• [Exercise input]:

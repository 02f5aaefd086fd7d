// This Source Code Form is subject to the terms of the Mozilla Public
// License, v. 2.0. If a copy of the MPL was not distributed with this
// file, You can obtain one at http://mozilla.org/MPL/2.0/.

// #![deny(missing_docs)]

extern crate image;

pub mod error;
pub use error::{CarveError, Result};

pub mod twodmap;
pub use twodmap::TwoDimensionalMap;

pub mod orientation;
pub use orientation::{transpose, Axis};

pub mod pixelbuffer;
pub use pixelbuffer::{PixelBuffer, Rgba};

pub mod energy;
pub use energy::{compute_energy, EnergyMap, BORDER_ENERGY};

pub mod costmap;
pub use costmap::CumulativeCostTable;

pub mod seam;
pub use seam::{extract_seam, Seam, SeamBatch, SeamIndex};

pub mod mutate;
pub use mutate::{apply_seams, carved_dimensions, insert_seam, remove_seam, Mutation};

pub mod backend;
pub use backend::{select_backend, BackendKind, ComputeBackend, Sequential};

#[cfg(feature = "threaded")]
mod threaded;
#[cfg(feature = "threaded")]
pub use threaded::Threaded;

pub mod batch;
pub use batch::{BatchScheduler, Carved};

pub mod config;
pub use config::CarveConfig;

pub mod overlay;
pub use overlay::highlight_seams;

pub mod seamcarver;
pub use seamcarver::{seamcarve, Progress, SeamCarver};
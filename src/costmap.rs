// This Source Code Form is subject to the terms of the Mozilla Public
// License, v. 2.0. If a copy of the MPL was not distributed with this
// file, You can obtain one at http://mozilla.org/MPL/2.0/.

//! The cumulative cost table
//!
//! The dynamic-programming half of the seam search.  For a vertical
//! seam, every cell holds the cheapest total energy of any connected
//! path from the top row down to it, and a pointer back up to the
//! cell that path came through:
//!
//! ```text
//!                  ⎧ M(x−1,y−1)
//! M(x,y)=e(x,y)+min⎨ M(x,y−1)
//!                  ⎩ M(x+1,y−1)
//! ```
//!
//! Horizontal tables are the same table built over the transposed
//! energy map; the accessors translate coordinates back.
//!
//! Once a seam has been taken, `consume` walls its cells off with an
//! infinite cost so the next seam out of the same table can't touch
//! them.

use crate::energy::EnergyMap;
use crate::error::{CarveError, Result};
use crate::orientation::{transpose, Axis};
use crate::twodmap::TwoDimensionalMap;

#[derive(Default, Debug, Copy, Clone, PartialEq)]
struct CostAndBackPointer {
    cost: f32,
    // -1, 0 or +1: where the cheapest path into this cell came from,
    // relative to this cell, on the previous scan line.
    parent: i8,
}

/// Cumulative costs and backtrack directions for one axis.
///
/// Internally the table is always laid out in scan order: row `y` is
/// scan line `y`, whether that is an image row (vertical seams) or an
/// image column (horizontal seams).
#[derive(Debug, Clone)]
pub struct CumulativeCostTable {
    axis: Axis,
    energy: EnergyMap,
    cells: TwoDimensionalMap<CostAndBackPointer>,
    consumed: TwoDimensionalMap<bool>,
}

impl CumulativeCostTable {
    /// Accumulate an energy map along `axis`.  Fails if the map has no
    /// rows or columns.
    pub fn build(energy: &EnergyMap, axis: Axis) -> Result<Self> {
        let (width, height) = energy.dimensions();
        if width == 0 || height == 0 {
            return Err(CarveError::InvalidDimension {
                axis,
                width,
                height,
                reason: "cannot accumulate costs over an empty map",
            });
        }

        let energy = match axis {
            Axis::Vertical => energy.clone(),
            Axis::Horizontal => transpose(energy),
        };
        let (breadth, lines) = energy.dimensions();
        let mut table = CumulativeCostTable {
            axis,
            cells: TwoDimensionalMap::new(breadth, lines),
            consumed: TwoDimensionalMap::new(breadth, lines),
            energy,
        };

        // Populate the first line with their native energies.
        for x in 0..breadth {
            table.cells[(x, 0)].cost = table.energy[(x, 0)];
        }
        for y in 1..lines {
            for x in 0..breadth {
                table.cells[(x, y)] = table.relax(x, y);
            }
        }
        Ok(table)
    }

    // The cheapest way into (x, y) from the line above.  Center first,
    // then left, then right; a later candidate only wins if it is
    // strictly cheaper, so ties go center, then left.
    fn relax(&self, x: u32, y: u32) -> CostAndBackPointer {
        if self.consumed[(x, y)] {
            return CostAndBackPointer {
                cost: std::f32::INFINITY,
                parent: 0,
            };
        }
        let above = y - 1;
        let mut best = CostAndBackPointer {
            cost: self.cells[(x, above)].cost,
            parent: 0,
        };
        if x > 0 && self.cells[(x - 1, above)].cost < best.cost {
            best = CostAndBackPointer {
                cost: self.cells[(x - 1, above)].cost,
                parent: -1,
            };
        }
        if x + 1 < self.cells.width() && self.cells[(x + 1, above)].cost < best.cost {
            best = CostAndBackPointer {
                cost: self.cells[(x + 1, above)].cost,
                parent: 1,
            };
        }
        best.cost += self.energy[(x, y)];
        best
    }

    pub fn axis(&self) -> Axis {
        self.axis
    }

    /// Width and height of the image this table was built for.
    pub fn dimensions(&self) -> (u32, u32) {
        let (breadth, lines) = self.cells.dimensions();
        match self.axis {
            Axis::Vertical => (breadth, lines),
            Axis::Horizontal => (lines, breadth),
        }
    }

    // Number of scan lines, which is also the length of every seam.
    pub(crate) fn lines(&self) -> u32 {
        self.cells.height()
    }

    // Number of cells on each scan line.
    pub(crate) fn breadth(&self) -> u32 {
        self.cells.width()
    }

    fn scan_address(&self, x: u32, y: u32) -> (u32, u32) {
        match self.axis {
            Axis::Vertical => (x, y),
            Axis::Horizontal => (y, x),
        }
    }

    /// The cumulative cost at image coordinate `(x, y)`.
    pub fn cost(&self, x: u32, y: u32) -> f32 {
        self.cells[self.scan_address(x, y)].cost
    }

    /// The backtrack direction at image coordinate `(x, y)`: -1, 0 or
    /// +1 along the carved dimension.
    pub fn direction(&self, x: u32, y: u32) -> i8 {
        self.cells[self.scan_address(x, y)].parent
    }

    pub(crate) fn scan_cost(&self, position: u32, line: u32) -> f32 {
        self.cells[(position, line)].cost
    }

    pub(crate) fn scan_parent(&self, position: u32, line: u32) -> i8 {
        self.cells[(position, line)].parent
    }

    /// The cheapest cell on the last scan line, lowest position first
    /// on ties.  `None` when every cell there is infinitely expensive.
    pub fn best_terminal(&self) -> Option<(u32, f32)> {
        let last = self.lines() - 1;
        let mut best: Option<(u32, f32)> = None;
        for x in 0..self.breadth() {
            let cost = self.scan_cost(x, last);
            if cost.is_finite() && best.map_or(true, |(_, c)| cost < c) {
                best = Some((x, cost));
            }
        }
        best
    }

    /// Wall off a seam.  Its cells cost infinity from now on, and every
    /// cell below whose cheapest path ran through one of them is
    /// repaired.  `positions` holds one scan position per scan line.
    ///
    /// The repair only revisits the band of positions that can have
    /// changed: it starts at the seam's first cell and widens by one on
    /// each side per line, narrowing again to the cells that actually
    /// changed.
    pub fn consume(&mut self, positions: &[u32]) {
        let breadth = self.breadth();
        debug_assert_eq!(positions.len(), self.lines() as usize);

        for (y, x) in positions.iter().enumerate() {
            self.consumed[(*x, y as u32)] = true;
        }

        let first = positions[0];
        self.cells[(first, 0)] = CostAndBackPointer {
            cost: std::f32::INFINITY,
            parent: 0,
        };
        let (mut lo, mut hi) = (first, first);

        for (y, seam_x) in positions.iter().enumerate().skip(1) {
            let y = y as u32;
            let start = lo.saturating_sub(1).min(*seam_x);
            let end = (hi + 1).min(breadth - 1).max(*seam_x);
            let mut changed: Option<(u32, u32)> = None;
            for x in start..=end {
                let repaired = self.relax(x, y);
                if repaired != self.cells[(x, y)] || x == *seam_x {
                    self.cells[(x, y)] = repaired;
                    changed = Some(changed.map_or((x, x), |(l, _)| (l, x)));
                }
            }
            // The seam cell itself always counts as changed.
            if let Some((l, h)) = changed {
                lo = l;
                hi = h;
            }
        }
    }
}

#[cfg(test)]
mod tests {
    use super::*;

    const ENERGY_DATA: [f32; 20] = [
        9., 9., 0., 9., 9., 9., 1., 9., 8., 9., 9., 9., 9., 9., 0., 9., 9., 9., 0., 9.,
    ];

    fn energies() -> EnergyMap {
        EnergyMap::from_vec(5, 4, ENERGY_DATA.to_vec()).unwrap()
    }

    #[test]
    fn first_row_is_seeded_from_energy() {
        let table = CumulativeCostTable::build(&energies(), Axis::Vertical).unwrap();
        for x in 0..5 {
            assert_eq!(table.cost(x, 0), ENERGY_DATA[x as usize]);
        }
    }

    #[test]
    fn every_cell_is_its_energy_plus_the_cheapest_parent() {
        let energy = energies();
        let table = CumulativeCostTable::build(&energy, Axis::Vertical).unwrap();
        for y in 1..4 {
            for x in 0..5u32 {
                let lo = x.saturating_sub(1);
                let hi = (x + 1).min(4);
                let cheapest = (lo..=hi)
                    .map(|px| table.cost(px, y - 1))
                    .fold(std::f32::INFINITY, f32::min);
                assert_eq!(table.cost(x, y), energy[(x, y)] + cheapest);
                let parent = (x as i64 + table.direction(x, y) as i64) as u32;
                assert_eq!(table.cost(parent, y - 1), cheapest);
            }
        }
    }

    #[test]
    fn ties_prefer_center_then_left() {
        let flat = EnergyMap::from_vec(3, 2, vec![1., 1., 1., 1., 1., 1.]).unwrap();
        let table = CumulativeCostTable::build(&flat, Axis::Vertical).unwrap();
        assert_eq!(table.direction(0, 1), 0);
        assert_eq!(table.direction(1, 1), 0);
        assert_eq!(table.direction(2, 1), 0);

        let valley = EnergyMap::from_vec(3, 2, vec![0., 5., 0., 1., 1., 1.]).unwrap();
        let table = CumulativeCostTable::build(&valley, Axis::Vertical).unwrap();
        assert_eq!(table.direction(1, 1), -1);
    }

    #[test]
    fn horizontal_tables_scan_columns() {
        let energy = energies();
        let table = CumulativeCostTable::build(&energy, Axis::Horizontal).unwrap();
        assert_eq!(table.dimensions(), (5, 4));
        for y in 0..4 {
            assert_eq!(table.cost(0, y), energy[(0, y)]);
        }
        // (1, 0) can only come from (0, 0) or (0, 1).
        let expected = energy[(1, 0)] + energy[(0, 0)].min(energy[(0, 1)]);
        assert_eq!(table.cost(1, 0), expected);
    }

    #[test]
    fn empty_maps_are_refused() {
        let empty = EnergyMap::new(0, 3);
        assert!(CumulativeCostTable::build(&empty, Axis::Vertical).is_err());
    }

    #[test]
    fn consumed_cells_are_never_on_a_finite_path() {
        let energy = energies();
        let mut table = CumulativeCostTable::build(&energy, Axis::Vertical).unwrap();
        let seam = [2, 3, 4, 3];
        table.consume(&seam);

        for (y, x) in seam.iter().enumerate() {
            assert!(table.cost(*x, y as u32).is_infinite());
        }
        // Every finite cell's parent is finite, so no finite path can
        // run through the seam.
        for y in 1..4 {
            for x in 0..5u32 {
                if table.cost(x, y).is_finite() {
                    let parent = (x as i64 + table.direction(x, y) as i64) as u32;
                    assert!(table.cost(parent, y - 1).is_finite());
                }
            }
        }
    }

    #[test]
    fn repair_matches_a_rebuild_over_walled_energy() {
        let energy = energies();
        let mut table = CumulativeCostTable::build(&energy, Axis::Vertical).unwrap();
        let seam = [2, 3, 4, 3];
        table.consume(&seam);

        let mut walled = energy.clone();
        for (y, x) in seam.iter().enumerate() {
            walled[(*x, y as u32)] = std::f32::INFINITY;
        }
        let rebuilt = CumulativeCostTable::build(&walled, Axis::Vertical).unwrap();
        for y in 0..4 {
            for x in 0..5 {
                assert_eq!(table.cost(x, y), rebuilt.cost(x, y));
            }
        }
    }
}
// This Source Code Form is subject to the terms of the Mozilla Public
// License, v. 2.0. If a copy of the MPL was not distributed with this
// file, You can obtain one at http://mozilla.org/MPL/2.0/.

//! PixelBuffer - the image as the carver sees it
//!
//! A flat, row-major run of RGBA pixels.  Channels are `f32` so that
//! blending during seam insertion doesn't lose precision between
//! steps; images that come in through `image` are scaled to the byte
//! range, 0.0 to 255.0.

use crate::error::{CarveError, Result};
use crate::orientation::Axis;
use crate::twodmap::TwoDimensionalMap;
use image::{GenericImageView, ImageBuffer, Pixel, Primitive, Rgba as ImageRgba, RgbaImage};
use num_traits::{Bounded, NumCast};

/// One pixel: red, green, blue, alpha.
pub type Rgba = [f32; 4];

/// The image being carved.
pub type PixelBuffer = TwoDimensionalMap<Rgba>;

/// The 50/50 mix of two pixels.
#[inline]
pub fn blend(p1: &Rgba, p2: &Rgba) -> Rgba {
    [
        (p1[0] + p2[0]) * 0.5,
        (p1[1] + p2[1]) * 0.5,
        (p1[2] + p2[2]) * 0.5,
        (p1[3] + p2[3]) * 0.5,
    ]
}

fn empty(width: u32, height: u32) -> CarveError {
    CarveError::InvalidDimension {
        axis: if width == 0 {
            Axis::Vertical
        } else {
            Axis::Horizontal
        },
        width,
        height,
        reason: "an image needs at least one row and one column",
    }
}

impl TwoDimensionalMap<Rgba> {
    /// Take ownership of a row-major vector of pixels.
    pub fn from_pixels(width: u32, height: u32, pixels: Vec<Rgba>) -> Result<Self> {
        if width == 0 || height == 0 {
            return Err(empty(width, height));
        }
        TwoDimensionalMap::from_vec(width, height, pixels).ok_or(CarveError::InvalidDimension {
            axis: Axis::Vertical,
            width,
            height,
            reason: "pixel count does not match the dimensions",
        })
    }

    /// An image of a single color.
    pub fn filled(width: u32, height: u32, color: Rgba) -> Result<Self> {
        PixelBuffer::from_pixels(width, height, vec![color; width as usize * height as usize])
    }

    /// Read packed 8-bit RGBA bytes, four per pixel.
    pub fn from_rgba8(width: u32, height: u32, bytes: &[u8]) -> Result<Self> {
        if bytes.len() != width as usize * height as usize * 4 {
            return Err(CarveError::InvalidDimension {
                axis: Axis::Vertical,
                width,
                height,
                reason: "byte count does not match the dimensions",
            });
        }
        let pixels = bytes
            .chunks(4)
            .map(|c| [c[0] as f32, c[1] as f32, c[2] as f32, c[3] as f32])
            .collect();
        PixelBuffer::from_pixels(width, height, pixels)
    }

    /// Copy any integer-subpixel image into a buffer, scaling each
    /// channel into the byte range.
    pub fn from_image<I, P, S>(image: &I) -> Result<Self>
    where
        I: GenericImageView<Pixel = P>,
        P: Pixel<Subpixel = S> + 'static,
        S: Primitive + 'static,
    {
        let (width, height) = image.dimensions();
        if width == 0 || height == 0 {
            return Err(empty(width, height));
        }
        let max: f32 = NumCast::from(<S as Bounded>::max_value()).unwrap_or(255.0);
        let scale = 255.0 / max;
        let channel = |c: S| -> f32 {
            let c: f32 = NumCast::from(c).unwrap_or(0.0);
            c * scale
        };
        Ok(TwoDimensionalMap::from_fn(width, height, |x, y| {
            let p = image.get_pixel(x, y).to_rgba();
            let c = p.channels();
            [channel(c[0]), channel(c[1]), channel(c[2]), channel(c[3])]
        }))
    }

    /// Round every channel back into a byte and hand the result over
    /// as an `image` buffer.
    pub fn to_rgba_image(&self) -> RgbaImage {
        let (width, height) = self.dimensions();
        let byte = |c: f32| -> u8 { c.round().max(0.0).min(255.0) as u8 };
        ImageBuffer::from_fn(width, height, |x, y| {
            let p = self.get_pt(x, y);
            ImageRgba([byte(p[0]), byte(p[1]), byte(p[2]), byte(p[3])])
        })
    }
}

• [Task to carry out]:
Report each line of the material above where the word "overlay" appears.

• [Expected answer]:
pub mod overlay;
pub use overlay::highlight_seams;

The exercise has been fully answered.